Fluorescence recovery after photobleaching (FRAP)

C6 glioma cells were transfected with either GFP-Gsα or GFP-Giα1 and cells stably expressing the fluorescent construct were selected with G418 followed by fluorescence activated cell sorting and isolation of clones [12]. Cells were plated on glass microscopy dishes and treated with lithium chloride (3 mM), valproic acid (300 μM), escitalopram (10 μM), or escitalopram plus lithium combined (same doses as individual treatments with these compounds) for 3 days. On the day of imaging, drug was washed out for 1 h prior to imaging and media was replaced with low serum (2.5% NCS) phenol red-free DMEM to reduce background fluorescence.
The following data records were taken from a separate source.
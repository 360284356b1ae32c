mod address;
mod error;
mod nano;
mod tx_id;

pub use address::*;
pub use error::*;
pub use nano::*;
pub use tx_id::*;

pub const TON_HASH_BYTES: usize = 32;
pub const ZERO_HASH: TonHash = [0; 32];
pub type TonHash = [u8; TON_HASH_BYTES];

/// Representation hash of the cell without data and references.
pub const DEFAULT_CELL_HASH: TonHash = [
    150, 162, 150, 210, 36, 242, 133, 198, 123, 238, 147, 195, 15, 138, 48, 145, 87, 240, 218, 163,
    93, 197, 184, 126, 65, 11, 120, 99, 10, 9, 207, 199,
];
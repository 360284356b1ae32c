// Operation codes understood by the jetton minter contract.
//
// crc32('internal_transfer query_id:uint64 amount:VarUInteger 16 from:MsgAddress response_address:MsgAddress forward_ton_amount:VarUInteger 16 forward_payload:Either Cell ^Cell = InternalMsgBody') = 0x978d4519 & 0x7fffffff = 0x178d4519
// crc32('provide_wallet_address query_id:uint64 owner_address:MsgAddress include_address:Bool = InternalMsgBody') = 0x2c76b973
// crc32('change_admin query_id:uint64 new_admin_address:MsgAddress = InternalMsgBody') = 0x4840664f
// crc32('withdraw query_id:uint64 = InternalMsgBody') = 0x46ed2e94
// crc32('buy query_id:uint64 = InternalMsgBody') = 0xc02eff0b & 0x7fffffff = 0x402eff0b

pub const MINTER_MINT: u32 = 21;
pub const JETTON_INTERNAL_TRANSFER: u32 = 0x178d4519;
pub const MINTER_PROVIDE_WALLET_ADDRESS: u32 = 0x2c76b973;
pub const MINTER_CHANGE_ADMIN: u32 = 0x4840664f;
pub const MINTER_CHANGE_CONTENT: u32 = 0x11067aba;
pub const MINTER_CHANGE_STATE: u32 = 0x58ca5361;
pub const MINTER_WITHDRAW: u32 = 0x46ed2e94;
pub const MINTER_BUY: u32 = 0x402eff0b;

mod buy;
mod change_admin;
mod change_content;
mod change_state;
mod discovery;
mod internal_transfer;
mod mint;
mod withdraw;

pub use buy::*;
pub use change_admin::*;
pub use change_content::*;
pub use change_state::*;
pub use discovery::*;
pub use internal_transfer::*;
pub use mint::*;
pub use withdraw::*;
use std::fmt::{Debug, Formatter};
use std::hash::Hash;
use std::sync::Arc;
use std::{fmt, io};

pub use bag_of_cells::*;
use bitstream_io::{BigEndian, BitWrite, BitWriter};
pub use builder::*;
pub use error::*;
use lazy_static::lazy_static;
pub use parser::*;
use sha2::{Digest, Sha256};
pub use snake::*;
pub use state_init::*;
pub use util::*;

use crate::types::DEFAULT_CELL_HASH;
use crate::TonHash;

mod bag_of_cells;
mod builder;
mod error;
mod parser;
mod raw;
mod snake;
mod state_init;
mod util;

pub type ArcCell = Arc<Cell>;

lazy_static! {
    pub static ref EMPTY_CELL: Cell = Cell::default();
    pub static ref EMPTY_ARC_CELL: ArcCell = Arc::new(Cell::default());
}

/// Ordinary cell: up to 1023 data bits and up to 4 references.
///
/// Two cells are equal when their data, bit length and referenced subtrees are equal,
/// which is the same as having the same representation hash.
#[derive(PartialEq, Eq, Clone, Hash)]
pub struct Cell {
    data: Vec<u8>,
    bit_len: usize,
    references: Vec<ArcCell>,
    hash: TonHash,
    depth: u16,
}

impl Cell {
    pub fn new(
        data: Vec<u8>,
        bit_len: usize,
        references: Vec<ArcCell>,
    ) -> Result<Self, TonCellError> {
        if bit_len > data.len() * 8 {
            return Err(TonCellError::InvalidCellData(format!(
                "Bit length {} exceeds data length {} bytes",
                bit_len,
                data.len()
            )));
        }
        let depth = calculate_depth(&references);
        let hash = calculate_hash(&data, bit_len, &references)?;

        Ok(Self {
            data,
            bit_len,
            references,
            hash,
            depth,
        })
    }

    pub fn parser(&self) -> CellParser<'_> {
        CellParser::new(self.bit_len, &self.data, &self.references)
    }

    pub fn parse<F, T>(&self, parse: F) -> Result<T, TonCellError>
    where
        F: FnOnce(&mut CellParser) -> Result<T, TonCellError>,
    {
        let mut parser = self.parser();
        parse(&mut parser)
    }

    pub fn parse_fully<F, T>(&self, parse: F) -> Result<T, TonCellError>
    where
        F: FnOnce(&mut CellParser) -> Result<T, TonCellError>,
    {
        let mut reader = self.parser();
        let res = parse(&mut reader);
        reader.ensure_empty()?;
        res
    }

    pub fn reference(&self, idx: usize) -> Result<&ArcCell, TonCellError> {
        self.references.get(idx).ok_or(TonCellError::InvalidIndex {
            idx,
            ref_count: self.references.len(),
        })
    }

    pub fn data(&self) -> &[u8] {
        self.data.as_slice()
    }

    pub fn bit_len(&self) -> usize {
        self.bit_len
    }

    pub fn references(&self) -> &[ArcCell] {
        self.references.as_slice()
    }

    pub fn cell_depth(&self) -> u16 {
        self.depth
    }

    pub fn cell_hash(&self) -> TonHash {
        self.hash
    }

    pub fn to_arc(self) -> ArcCell {
        Arc::new(self)
    }
}

impl Debug for Cell {
    fn fmt(&self, f: &mut Formatter<'_>) -> fmt::Result {
        // `_` only marks an incomplete last byte, the real completion tag is not printed
        let completion_tag = if self.bit_len % 8 != 0 { "_" } else { "" };
        writeln!(
            f,
            "Cell {{ data: [{}{}]\n, bit_len: {}\n, references: [",
            hex::encode_upper(&self.data),
            completion_tag,
            self.bit_len,
        )?;

        for reference in &self.references {
            writeln!(
                f,
                "    {}\n",
                format!("{:?}", reference).replace('\n', "\n    ")
            )?;
        }

        write!(
            f,
            "]\n hash: {}\n depth: {}\n }}",
            hex::encode_upper(self.hash),
            self.depth
        )
    }
}

impl Default for Cell {
    fn default() -> Self {
        Self {
            data: Default::default(),
            bit_len: Default::default(),
            references: Default::default(),
            hash: DEFAULT_CELL_HASH,
            depth: Default::default(),
        }
    }
}

fn calculate_depth(references: &[ArcCell]) -> u16 {
    references
        .iter()
        .map(|reference| reference.depth + 1)
        .max()
        .unwrap_or_default()
}

/// Representation hash of an ordinary cell, see https://docs.ton.org/tvm.pdf 3.1.5
fn calculate_hash(
    data: &[u8],
    bit_len: usize,
    references: &[ArcCell],
) -> Result<TonHash, TonCellError> {
    // descriptors + data + (depth + hash) * refs_count
    let buffer_len = 2 + data.len() + (2 + 32) * references.len();
    let mut writer = BitWriter::endian(Vec::with_capacity(buffer_len), BigEndian);

    writer
        .write(8, get_refs_descriptor(references)?)
        .map_cell_builder_error()?;
    writer
        .write(8, get_bits_descriptor(bit_len)?)
        .map_cell_builder_error()?;
    write_data(&mut writer, data, bit_len).map_cell_builder_error()?;

    for reference in references {
        writer
            .write(16, reference.depth)
            .map_cell_builder_error()?;
    }
    for reference in references {
        writer
            .write_bytes(&reference.hash)
            .map_cell_builder_error()?;
    }

    let repr = writer
        .writer()
        .ok_or_else(|| TonCellError::cell_builder_error("Stream for cell repr is not byte-aligned"))?;

    let hash = Sha256::new_with_prefix(repr.as_slice()).finalize();
    hash[..].try_into().map_err(|error| {
        TonCellError::InternalError(format!(
            "Can't get [u8; 32] from finalized hash with error: {error}"
        ))
    })
}

/// Calculates d1 descriptor for an ordinary cell of level 0
/// See https://docs.ton.org/tvm.pdf 3.1.4 for details
fn get_refs_descriptor(references: &[ArcCell]) -> Result<u8, TonCellError> {
    if references.len() > MAX_CELL_REFERENCES {
        Err(TonCellError::InvalidCellData(format!(
            "Cell should not contain more than {} references",
            MAX_CELL_REFERENCES
        )))
    } else {
        Ok(references.len() as u8)
    }
}

/// Calculates d2 descriptor for cell
/// See https://docs.ton.org/tvm.pdf 3.1.4 for details
fn get_bits_descriptor(bit_len: usize) -> Result<u8, TonCellError> {
    if bit_len > MAX_CELL_BITS {
        Err(TonCellError::InvalidCellData(format!(
            "Cell data length should not contain more than {} bits",
            MAX_CELL_BITS
        )))
    } else {
        Ok((bit_len / 8 + bit_len.div_ceil(8)) as u8)
    }
}

/// Writes cell data with the completion tag appended to an incomplete last byte.
pub(crate) fn write_data(
    writer: &mut BitWriter<Vec<u8>, BigEndian>,
    data: &[u8],
    bit_len: usize,
) -> Result<(), io::Error> {
    let data_len = bit_len.div_ceil(8);
    let rest_bits = bit_len % 8;

    if rest_bits != 0 {
        writer.write_bytes(&data[..data_len - 1])?;
        let last_byte = data[data_len - 1];
        let l = last_byte | 1 << (8 - rest_bits - 1);
        writer.write(8, l)?;
    } else {
        writer.write_bytes(&data[..data_len])?;
    }

    Ok(())
}

#[cfg(test)]
mod test {
    use std::sync::Arc;

    use super::{get_bits_descriptor, get_refs_descriptor, Cell};
    use crate::cell::CellBuilder;

    #[test]
    fn default_cell() {
        let result = Cell::default();

        let expected = Cell::new(vec![], 0, vec![]).unwrap();

        assert_eq!(result, expected)
    }

    #[test]
    fn empty_cell_hash() {
        let cell = CellBuilder::new().build().unwrap();
        assert_eq!(
            hex::encode(cell.cell_hash()),
            "96a296d224f285c67bee93c30f8a309157f0daa35dc5b87e410b78630a09cfc7"
        );
        assert_eq!(cell.cell_depth(), 0);
    }

    #[test]
    fn depth_follows_deepest_reference() {
        let leaf = Arc::new(CellBuilder::new().store_u8(8, 1).unwrap().build().unwrap());
        let middle = Arc::new(
            CellBuilder::new()
                .store_reference(&leaf)
                .unwrap()
                .build()
                .unwrap(),
        );
        let root = CellBuilder::new()
            .store_reference(&middle)
            .unwrap()
            .store_reference(&leaf)
            .unwrap()
            .build()
            .unwrap();
        assert_eq!(root.cell_depth(), 2);
    }

    #[test]
    fn d1_descriptor_test() {
        let empty_cell = Arc::new(CellBuilder::new().build().unwrap());

        assert_eq!(get_refs_descriptor(&[]).unwrap(), 0);
        assert_eq!(get_refs_descriptor(&[empty_cell.clone()]).unwrap(), 1);
        assert!(get_refs_descriptor(vec![empty_cell; 5].as_slice()).is_err());
    }

    #[test]
    fn d2_descriptor_test() {
        let r1 = get_bits_descriptor(0).unwrap();
        assert_eq!(r1, 0);

        let r2 = get_bits_descriptor(1023).unwrap();
        assert_eq!(r2, 255);

        let r3 = get_bits_descriptor(1024).is_err();
        assert!(r3)
    }
}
Temperature was maintained at 37°C using a heated stage assembly during imaging, which utilized a Zeiss LSM 710 at 512 × 512 resolution using an open pinhole to maximize signal but minimizing photobleaching. 150 data points approximately 300 ms apart, including 10 pre-bleach values, were measured for each cell. Zeiss Zen software was used to calculate FRAP recovery half-time utilizing a one-phase association fit, correcting for total photobleaching of the analyzed regions.

Statistical analysis

All of the experiments were performed at least three times. Data were analyzed for statistical significance using a one-way ANOVA followed by Tukey test for post hoc multiple comparisons of means. Values of p < 0.05 were taken to indicate significance.